◆ **Exercise instructions**
Nothing but a number should be given: how many lines of the records include "fetch"?

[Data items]
════════════════
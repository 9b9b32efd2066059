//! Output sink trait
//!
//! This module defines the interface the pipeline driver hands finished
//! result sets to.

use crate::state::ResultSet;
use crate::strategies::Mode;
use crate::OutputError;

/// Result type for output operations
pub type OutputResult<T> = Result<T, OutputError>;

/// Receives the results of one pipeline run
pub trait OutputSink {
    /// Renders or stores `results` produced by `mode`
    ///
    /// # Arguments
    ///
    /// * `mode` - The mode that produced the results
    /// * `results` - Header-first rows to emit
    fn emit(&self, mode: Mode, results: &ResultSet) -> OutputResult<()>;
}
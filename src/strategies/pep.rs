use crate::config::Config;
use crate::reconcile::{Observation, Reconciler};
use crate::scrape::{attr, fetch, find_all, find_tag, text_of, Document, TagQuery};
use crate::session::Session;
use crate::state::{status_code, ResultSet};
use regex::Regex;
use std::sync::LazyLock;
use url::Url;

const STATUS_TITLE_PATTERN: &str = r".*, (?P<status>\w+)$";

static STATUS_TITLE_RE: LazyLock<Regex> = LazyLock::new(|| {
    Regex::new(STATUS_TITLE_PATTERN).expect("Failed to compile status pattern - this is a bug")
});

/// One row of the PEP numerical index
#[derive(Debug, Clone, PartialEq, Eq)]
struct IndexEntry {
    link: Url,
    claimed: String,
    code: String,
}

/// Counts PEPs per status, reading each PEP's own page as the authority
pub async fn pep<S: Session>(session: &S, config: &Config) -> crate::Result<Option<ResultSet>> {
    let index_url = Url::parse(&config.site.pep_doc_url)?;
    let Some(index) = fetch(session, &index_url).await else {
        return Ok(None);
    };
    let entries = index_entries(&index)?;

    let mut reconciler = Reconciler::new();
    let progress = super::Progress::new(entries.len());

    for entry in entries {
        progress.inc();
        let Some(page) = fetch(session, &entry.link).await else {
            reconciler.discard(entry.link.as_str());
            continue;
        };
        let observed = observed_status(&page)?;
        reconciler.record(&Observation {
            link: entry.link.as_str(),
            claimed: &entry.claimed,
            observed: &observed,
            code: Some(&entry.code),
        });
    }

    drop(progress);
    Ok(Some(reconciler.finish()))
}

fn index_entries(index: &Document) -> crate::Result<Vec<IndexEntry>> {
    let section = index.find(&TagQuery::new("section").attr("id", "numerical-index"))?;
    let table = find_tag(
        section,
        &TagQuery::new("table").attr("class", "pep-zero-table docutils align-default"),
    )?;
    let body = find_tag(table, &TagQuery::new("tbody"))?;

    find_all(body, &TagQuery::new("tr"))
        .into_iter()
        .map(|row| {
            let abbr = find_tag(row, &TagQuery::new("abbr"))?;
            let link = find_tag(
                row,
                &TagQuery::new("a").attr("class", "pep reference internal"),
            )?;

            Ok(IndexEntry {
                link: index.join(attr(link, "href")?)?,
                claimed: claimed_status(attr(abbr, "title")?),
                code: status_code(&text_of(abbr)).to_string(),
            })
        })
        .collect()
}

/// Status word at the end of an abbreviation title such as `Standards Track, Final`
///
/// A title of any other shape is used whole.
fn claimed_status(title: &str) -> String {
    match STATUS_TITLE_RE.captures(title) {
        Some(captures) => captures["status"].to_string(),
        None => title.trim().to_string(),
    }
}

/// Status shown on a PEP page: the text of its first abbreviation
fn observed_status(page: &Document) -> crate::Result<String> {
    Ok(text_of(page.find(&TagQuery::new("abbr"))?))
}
════════════════
◆ **Result for this task**
3